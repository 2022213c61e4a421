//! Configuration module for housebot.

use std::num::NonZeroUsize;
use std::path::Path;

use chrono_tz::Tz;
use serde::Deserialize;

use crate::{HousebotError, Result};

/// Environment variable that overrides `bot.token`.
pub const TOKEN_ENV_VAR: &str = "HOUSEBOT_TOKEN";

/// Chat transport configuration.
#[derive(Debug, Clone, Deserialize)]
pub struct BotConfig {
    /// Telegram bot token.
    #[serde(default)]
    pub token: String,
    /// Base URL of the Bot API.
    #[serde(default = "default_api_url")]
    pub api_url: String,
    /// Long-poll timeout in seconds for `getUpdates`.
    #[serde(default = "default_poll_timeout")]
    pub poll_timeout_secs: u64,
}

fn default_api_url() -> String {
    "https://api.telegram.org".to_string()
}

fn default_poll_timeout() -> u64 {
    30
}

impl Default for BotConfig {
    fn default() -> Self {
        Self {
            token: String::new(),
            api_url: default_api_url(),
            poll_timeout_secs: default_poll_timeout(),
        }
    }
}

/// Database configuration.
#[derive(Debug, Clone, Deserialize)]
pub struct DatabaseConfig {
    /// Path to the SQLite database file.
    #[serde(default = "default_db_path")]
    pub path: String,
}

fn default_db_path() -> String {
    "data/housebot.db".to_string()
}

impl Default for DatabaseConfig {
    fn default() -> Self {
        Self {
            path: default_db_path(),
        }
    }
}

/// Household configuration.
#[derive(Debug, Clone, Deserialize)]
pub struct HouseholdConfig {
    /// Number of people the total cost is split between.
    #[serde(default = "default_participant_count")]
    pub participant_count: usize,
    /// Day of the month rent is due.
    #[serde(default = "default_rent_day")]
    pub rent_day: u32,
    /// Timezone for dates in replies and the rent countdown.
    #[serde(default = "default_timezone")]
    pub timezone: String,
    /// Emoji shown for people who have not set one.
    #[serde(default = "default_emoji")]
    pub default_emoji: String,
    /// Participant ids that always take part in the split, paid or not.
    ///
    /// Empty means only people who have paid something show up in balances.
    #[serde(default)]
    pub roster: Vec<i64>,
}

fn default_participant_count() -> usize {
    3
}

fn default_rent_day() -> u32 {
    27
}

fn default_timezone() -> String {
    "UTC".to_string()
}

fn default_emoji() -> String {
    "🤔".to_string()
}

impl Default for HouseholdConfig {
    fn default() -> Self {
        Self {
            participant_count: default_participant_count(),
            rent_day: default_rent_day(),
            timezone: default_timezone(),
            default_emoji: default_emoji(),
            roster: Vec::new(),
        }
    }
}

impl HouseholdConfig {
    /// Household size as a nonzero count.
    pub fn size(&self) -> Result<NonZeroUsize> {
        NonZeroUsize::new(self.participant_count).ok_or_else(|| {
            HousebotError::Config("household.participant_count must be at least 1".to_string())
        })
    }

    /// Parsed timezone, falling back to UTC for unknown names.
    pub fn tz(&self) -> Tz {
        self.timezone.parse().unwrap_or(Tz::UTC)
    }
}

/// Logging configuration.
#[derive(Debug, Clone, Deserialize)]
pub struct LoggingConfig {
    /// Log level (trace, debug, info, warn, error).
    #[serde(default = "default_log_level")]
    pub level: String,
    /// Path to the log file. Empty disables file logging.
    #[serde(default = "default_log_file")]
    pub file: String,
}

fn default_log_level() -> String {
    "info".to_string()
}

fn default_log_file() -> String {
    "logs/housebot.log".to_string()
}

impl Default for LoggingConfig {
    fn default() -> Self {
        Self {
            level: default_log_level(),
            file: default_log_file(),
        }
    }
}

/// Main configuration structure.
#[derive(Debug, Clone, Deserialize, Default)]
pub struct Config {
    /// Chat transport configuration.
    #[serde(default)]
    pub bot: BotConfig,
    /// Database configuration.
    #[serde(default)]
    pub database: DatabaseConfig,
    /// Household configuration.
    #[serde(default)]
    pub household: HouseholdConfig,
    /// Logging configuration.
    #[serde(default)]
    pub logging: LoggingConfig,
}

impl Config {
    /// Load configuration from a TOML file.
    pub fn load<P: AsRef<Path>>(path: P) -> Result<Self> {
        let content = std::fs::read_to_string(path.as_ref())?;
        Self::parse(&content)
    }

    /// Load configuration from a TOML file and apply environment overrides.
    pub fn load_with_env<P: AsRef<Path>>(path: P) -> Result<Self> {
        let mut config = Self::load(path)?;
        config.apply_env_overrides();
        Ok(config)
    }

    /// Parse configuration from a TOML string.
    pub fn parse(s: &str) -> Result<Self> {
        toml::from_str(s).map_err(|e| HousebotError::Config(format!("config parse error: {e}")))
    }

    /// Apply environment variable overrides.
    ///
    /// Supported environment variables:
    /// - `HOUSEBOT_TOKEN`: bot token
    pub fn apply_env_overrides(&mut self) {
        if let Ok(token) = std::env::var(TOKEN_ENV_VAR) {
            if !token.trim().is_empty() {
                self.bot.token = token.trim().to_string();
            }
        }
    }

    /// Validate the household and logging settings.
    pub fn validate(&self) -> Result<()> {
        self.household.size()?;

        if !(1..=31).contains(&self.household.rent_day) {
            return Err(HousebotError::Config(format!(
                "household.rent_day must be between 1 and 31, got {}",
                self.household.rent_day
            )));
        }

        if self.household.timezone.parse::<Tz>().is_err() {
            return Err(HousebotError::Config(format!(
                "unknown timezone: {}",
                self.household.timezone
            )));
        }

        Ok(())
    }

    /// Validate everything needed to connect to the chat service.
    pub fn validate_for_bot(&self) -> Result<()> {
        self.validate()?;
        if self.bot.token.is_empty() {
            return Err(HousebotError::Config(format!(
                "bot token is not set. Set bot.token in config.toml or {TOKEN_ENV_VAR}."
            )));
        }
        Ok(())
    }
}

Problem description: Nothing in the entries should be left out; please reproduce them all exactly.

Solution to this exercise:
repository 2022213c61e4a421
//! Configuration module for housebot.

use std::num::NonZeroUsize;
use std::path::Path;

use chrono_tz::Tz;
use serde::Deserialize;

use crate::{HousebotError, Result};

/// Environment variable that overrides `bot.token`.
pub const TOKEN_ENV_VAR: &str = "HOUSEBOT_TOKEN";

/// Chat transport configuration.
#[derive(Debug, Clone, Deserialize)]
pub struct BotConfig {
    /// Telegram bot token.
    #[serde(default)]
    pub token: String,
    /// Base URL of the Bot API.
    #[serde(default = "default_api_url")]
    pub api_url: String,
    /// Long-poll timeout in seconds for `getUpdates`.
    #[serde(default = "default_poll_timeout")]
    pub poll_timeout_secs: u64,
}

fn default_api_url() -> String {
    "https://api.telegram.org".to_string()
}

fn default_poll_timeout() -> u64 {
    30
}

impl Default for BotConfig {
    fn default() -> Self {
        Self {
            token: String::new(),
            api_url: default_api_url(),
            poll_timeout_secs: default_poll_timeout(),
        }
    }
}

/// Database configuration.
#[derive(Debug, Clone, Deserialize)]
pub struct DatabaseConfig {
    /// Path to the SQLite database file.
    #[serde(default = "default_db_path")]
    pub path: String,
}

fn default_db_path() -> String {
    "data/housebot.db".to_string()
}

impl Default for DatabaseConfig {
    fn default() -> Self {
        Self {
            path: default_db_path(),
        }
    }
}

/// Household configuration.
#[derive(Debug, Clone, Deserialize)]
pub struct HouseholdConfig {
    /// Number of people the total cost is split between.
    #[serde(default = "default_participant_count")]
    pub participant_count: usize,
    /// Day of the month rent is due.
    #[serde(default = "default_rent_day")]
    pub rent_day: u32,
    /// Timezone for dates in replies and the rent countdown.
    #[serde(default = "default_timezone")]
    pub timezone: String,
    /// Emoji shown for people who have not set one.
    #[serde(default = "default_emoji")]
    pub default_emoji: String,
    /// Participant ids that always take part in the split, paid or not.
    ///
    /// Empty means only people who have paid something show up in balances.
    #[serde(default)]
    pub roster: Vec<i64>,
}

fn default_participant_count() -> usize {
    3
}

fn default_rent_day() -> u32 {
    27
}

fn default_timezone() -> String {
    "UTC".to_string()
}

fn default_emoji() -> String {
    "🤔".to_string()
}

impl Default for HouseholdConfig {
    fn default() -> Self {
        Self {
            participant_count: default_participant_count(),
            rent_day: default_rent_day(),
            timezone: default_timezone(),
            default_emoji: default_emoji(),
            roster: Vec::new(),
        }
    }
}

impl HouseholdConfig {
    /// Household size as a nonzero count.
    pub fn size(&self) -> Result<NonZeroUsize> {
        NonZeroUsize::new(self.participant_count).ok_or_else(|| {
            HousebotError::Config("household.participant_count must be at least 1".to_string())
        })
    }

    /// Parsed timezone, falling back to UTC for unknown names.
    pub fn tz(&self) -> Tz {
        self.timezone.parse().unwrap_or(Tz::UTC)
    }
}

/// Logging configuration.
#[derive(Debug, Clone, Deserialize)]
pub struct LoggingConfig {
    /// Log level (trace, debug, info, warn, error).
    #[serde(default = "default_log_level")]
    pub level: String,
    /// Path to the log file. Empty disables file logging.
    #[serde(default = "default_log_file")]
    pub file: String,
}

fn default_log_level() -> String {
    "info".to_string()
}

fn default_log_file() -> String {
    "logs/housebot.log".to_string()
}

impl Default for LoggingConfig {
    fn default() -> Self {
        Self {
            level: default_log_level(),
            file: default_log_file(),
        }
    }
}

/// Main configuration structure.
#[derive(Debug, Clone, Deserialize, Default)]
pub struct Config {
    /// Chat transport configuration.
    #[serde(default)]
    pub bot: BotConfig,
    /// Database configuration.
    #[serde(default)]
    pub database: DatabaseConfig,
    /// Household configuration.
    #[serde(default)]
    pub household: HouseholdConfig,
    /// Logging configuration.
    #[serde(default)]
    pub logging: LoggingConfig,
}

impl Config {
    /// Load configuration from a TOML file.
    pub fn load<P: AsRef<Path>>(path: P) -> Result<Self> {
        let content = std::fs::read_to_string(path.as_ref())?;
        Self::parse(&content)
    }

    /// Load configuration from a TOML file and apply environment overrides.
    pub fn load_with_env<P: AsRef<Path>>(path: P) -> Result<Self> {
        let mut config = Self::load(path)?;
        config.apply_env_overrides();
        Ok(config)
    }

    /// Parse configuration from a TOML string.
    pub fn parse(s: &str) -> Result<Self> {
        toml::from_str(s).map_err(|e| HousebotError::Config(format!("config parse error: {e}")))
    }

    /// Apply environment variable overrides.
    ///
    /// Supported environment variables:
    /// - `HOUSEBOT_TOKEN`: bot token
    pub fn apply_env_overrides(&mut self) {
        if let Ok(token) = std::env::var(TOKEN_ENV_VAR) {
            if !token.trim().is_empty() {
                self.bot.token = token.trim().to_string();
            }
        }
    }

    /// Validate the household and logging settings.
    pub fn validate(&self) -> Result<()> {
        self.household.size()?;

        if !(1..=31).contains(&self.household.rent_day) {
            return Err(HousebotError::Config(format!(
                "household.rent_day must be between 1 and 31, got {}",
                self.household.rent_day
            )));
        }

        if self.household.timezone.parse::<Tz>().is_err() {
            return Err(HousebotError::Config(format!(
                "unknown timezone: {}",
                self.household.timezone
            )));
        }

        Ok(())
    }

    /// Validate everything needed to connect to the chat service.
    pub fn validate_for_bot(&self) -> Result<()> {
        self.validate()?;
        if self.bot.token.is_empty() {
            return Err(HousebotError::Config(format!(
                "bot token is not set. Set bot.token in config.toml or {TOKEN_ENV_VAR}."
            )));
        }
        Ok(())
    }
}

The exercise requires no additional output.